• **WORK REQUIRED**
From the entries below, copy every line holding the word "self".

• **ENTRIES PROVIDED**

************

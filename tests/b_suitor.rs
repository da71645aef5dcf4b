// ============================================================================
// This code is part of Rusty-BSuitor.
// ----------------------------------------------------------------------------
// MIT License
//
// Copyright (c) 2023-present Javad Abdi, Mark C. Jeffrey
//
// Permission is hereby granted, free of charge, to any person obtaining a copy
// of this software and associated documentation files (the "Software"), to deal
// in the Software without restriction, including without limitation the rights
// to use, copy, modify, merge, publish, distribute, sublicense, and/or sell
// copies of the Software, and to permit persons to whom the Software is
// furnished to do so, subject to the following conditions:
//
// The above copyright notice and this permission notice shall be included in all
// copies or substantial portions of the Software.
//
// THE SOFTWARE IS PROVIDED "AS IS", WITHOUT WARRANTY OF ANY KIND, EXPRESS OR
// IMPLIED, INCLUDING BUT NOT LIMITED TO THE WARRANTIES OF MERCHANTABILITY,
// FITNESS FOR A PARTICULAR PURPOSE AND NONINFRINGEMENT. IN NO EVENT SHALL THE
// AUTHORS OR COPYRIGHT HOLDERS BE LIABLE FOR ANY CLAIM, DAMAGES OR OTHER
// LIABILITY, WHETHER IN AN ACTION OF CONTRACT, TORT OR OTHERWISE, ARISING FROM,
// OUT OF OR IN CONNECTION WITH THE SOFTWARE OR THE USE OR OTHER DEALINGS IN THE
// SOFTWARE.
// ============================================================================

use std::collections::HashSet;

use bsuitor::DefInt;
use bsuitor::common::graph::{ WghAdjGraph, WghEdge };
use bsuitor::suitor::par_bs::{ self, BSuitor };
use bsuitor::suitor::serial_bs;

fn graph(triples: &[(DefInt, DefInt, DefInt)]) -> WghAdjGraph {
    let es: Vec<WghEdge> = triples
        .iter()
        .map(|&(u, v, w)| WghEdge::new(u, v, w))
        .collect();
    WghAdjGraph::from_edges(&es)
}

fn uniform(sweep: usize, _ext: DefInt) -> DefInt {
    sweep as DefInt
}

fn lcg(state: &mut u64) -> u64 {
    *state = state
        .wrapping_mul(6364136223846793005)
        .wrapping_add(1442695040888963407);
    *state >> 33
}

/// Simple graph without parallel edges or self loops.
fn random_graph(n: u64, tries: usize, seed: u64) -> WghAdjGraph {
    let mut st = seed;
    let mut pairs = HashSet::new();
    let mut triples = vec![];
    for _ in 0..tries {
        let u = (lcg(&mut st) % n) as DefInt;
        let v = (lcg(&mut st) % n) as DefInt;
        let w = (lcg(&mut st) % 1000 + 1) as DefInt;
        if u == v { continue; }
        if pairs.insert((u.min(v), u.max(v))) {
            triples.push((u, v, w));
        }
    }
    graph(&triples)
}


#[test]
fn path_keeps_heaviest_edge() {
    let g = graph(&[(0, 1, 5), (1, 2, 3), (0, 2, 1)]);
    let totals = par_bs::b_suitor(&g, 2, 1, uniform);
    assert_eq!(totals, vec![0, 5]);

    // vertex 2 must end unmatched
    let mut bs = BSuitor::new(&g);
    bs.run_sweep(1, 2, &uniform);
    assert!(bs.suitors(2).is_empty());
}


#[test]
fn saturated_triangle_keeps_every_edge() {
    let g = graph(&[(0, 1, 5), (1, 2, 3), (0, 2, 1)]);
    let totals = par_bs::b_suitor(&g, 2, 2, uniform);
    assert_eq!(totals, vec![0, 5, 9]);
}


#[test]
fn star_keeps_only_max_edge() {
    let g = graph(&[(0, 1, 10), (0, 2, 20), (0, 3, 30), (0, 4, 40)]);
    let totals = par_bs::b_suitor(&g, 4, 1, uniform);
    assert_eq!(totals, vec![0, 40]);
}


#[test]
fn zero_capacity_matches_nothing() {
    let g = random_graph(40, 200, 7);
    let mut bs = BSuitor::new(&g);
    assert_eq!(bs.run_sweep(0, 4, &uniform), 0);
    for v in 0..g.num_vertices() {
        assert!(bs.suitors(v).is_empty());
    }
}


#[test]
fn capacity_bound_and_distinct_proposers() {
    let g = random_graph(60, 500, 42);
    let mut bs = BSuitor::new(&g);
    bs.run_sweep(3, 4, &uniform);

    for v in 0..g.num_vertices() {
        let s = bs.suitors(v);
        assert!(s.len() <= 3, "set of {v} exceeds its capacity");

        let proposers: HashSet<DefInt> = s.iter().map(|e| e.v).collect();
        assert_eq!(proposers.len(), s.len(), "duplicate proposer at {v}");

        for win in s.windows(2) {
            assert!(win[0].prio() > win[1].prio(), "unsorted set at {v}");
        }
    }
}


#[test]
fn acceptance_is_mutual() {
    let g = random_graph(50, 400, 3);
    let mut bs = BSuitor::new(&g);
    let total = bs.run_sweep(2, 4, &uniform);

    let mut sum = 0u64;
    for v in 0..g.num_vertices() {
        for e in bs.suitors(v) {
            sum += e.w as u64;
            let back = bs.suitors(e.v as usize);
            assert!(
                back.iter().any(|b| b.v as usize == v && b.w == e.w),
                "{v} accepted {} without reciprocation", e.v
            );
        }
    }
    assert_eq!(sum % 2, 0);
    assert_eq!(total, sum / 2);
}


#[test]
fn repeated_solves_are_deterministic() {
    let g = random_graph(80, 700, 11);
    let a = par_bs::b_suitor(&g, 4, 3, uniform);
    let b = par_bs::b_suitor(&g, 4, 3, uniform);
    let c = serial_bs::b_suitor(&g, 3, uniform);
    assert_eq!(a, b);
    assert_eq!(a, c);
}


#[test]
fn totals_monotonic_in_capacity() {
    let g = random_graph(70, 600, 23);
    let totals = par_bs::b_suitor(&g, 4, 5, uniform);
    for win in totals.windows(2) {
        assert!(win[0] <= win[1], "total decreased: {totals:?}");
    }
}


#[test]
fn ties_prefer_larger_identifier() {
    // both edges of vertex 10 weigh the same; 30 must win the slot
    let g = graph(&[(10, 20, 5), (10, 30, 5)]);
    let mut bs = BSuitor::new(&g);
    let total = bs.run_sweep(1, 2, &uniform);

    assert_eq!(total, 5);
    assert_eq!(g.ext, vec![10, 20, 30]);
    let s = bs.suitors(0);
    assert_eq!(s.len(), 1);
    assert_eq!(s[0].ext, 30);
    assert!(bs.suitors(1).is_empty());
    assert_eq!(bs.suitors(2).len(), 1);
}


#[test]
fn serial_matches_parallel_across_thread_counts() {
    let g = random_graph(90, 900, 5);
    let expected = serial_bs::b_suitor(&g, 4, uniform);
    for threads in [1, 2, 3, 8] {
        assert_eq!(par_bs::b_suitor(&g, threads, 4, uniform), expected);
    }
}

************

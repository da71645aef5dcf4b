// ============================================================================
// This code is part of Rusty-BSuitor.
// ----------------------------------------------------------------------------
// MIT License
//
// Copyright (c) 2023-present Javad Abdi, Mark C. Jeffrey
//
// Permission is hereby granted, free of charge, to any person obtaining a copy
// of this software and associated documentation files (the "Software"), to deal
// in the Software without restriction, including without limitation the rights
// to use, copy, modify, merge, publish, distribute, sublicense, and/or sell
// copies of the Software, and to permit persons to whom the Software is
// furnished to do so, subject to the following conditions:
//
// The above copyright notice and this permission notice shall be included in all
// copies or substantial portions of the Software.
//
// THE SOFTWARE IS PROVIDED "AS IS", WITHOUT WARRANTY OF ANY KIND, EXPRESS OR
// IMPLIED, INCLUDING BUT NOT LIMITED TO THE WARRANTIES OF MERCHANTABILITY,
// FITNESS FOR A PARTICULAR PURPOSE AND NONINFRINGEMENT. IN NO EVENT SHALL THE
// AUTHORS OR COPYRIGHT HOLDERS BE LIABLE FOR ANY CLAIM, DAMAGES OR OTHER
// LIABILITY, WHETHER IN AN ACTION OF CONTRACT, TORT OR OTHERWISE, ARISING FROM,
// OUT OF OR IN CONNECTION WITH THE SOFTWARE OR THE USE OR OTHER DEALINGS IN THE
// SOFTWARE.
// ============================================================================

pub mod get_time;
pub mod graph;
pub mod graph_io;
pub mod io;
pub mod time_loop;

************

• **EXERCISE RESULT**
use bsuitor::suitor::par_bs::{ self, BSuitor };
/// Simple graph without parallel edges or self loops.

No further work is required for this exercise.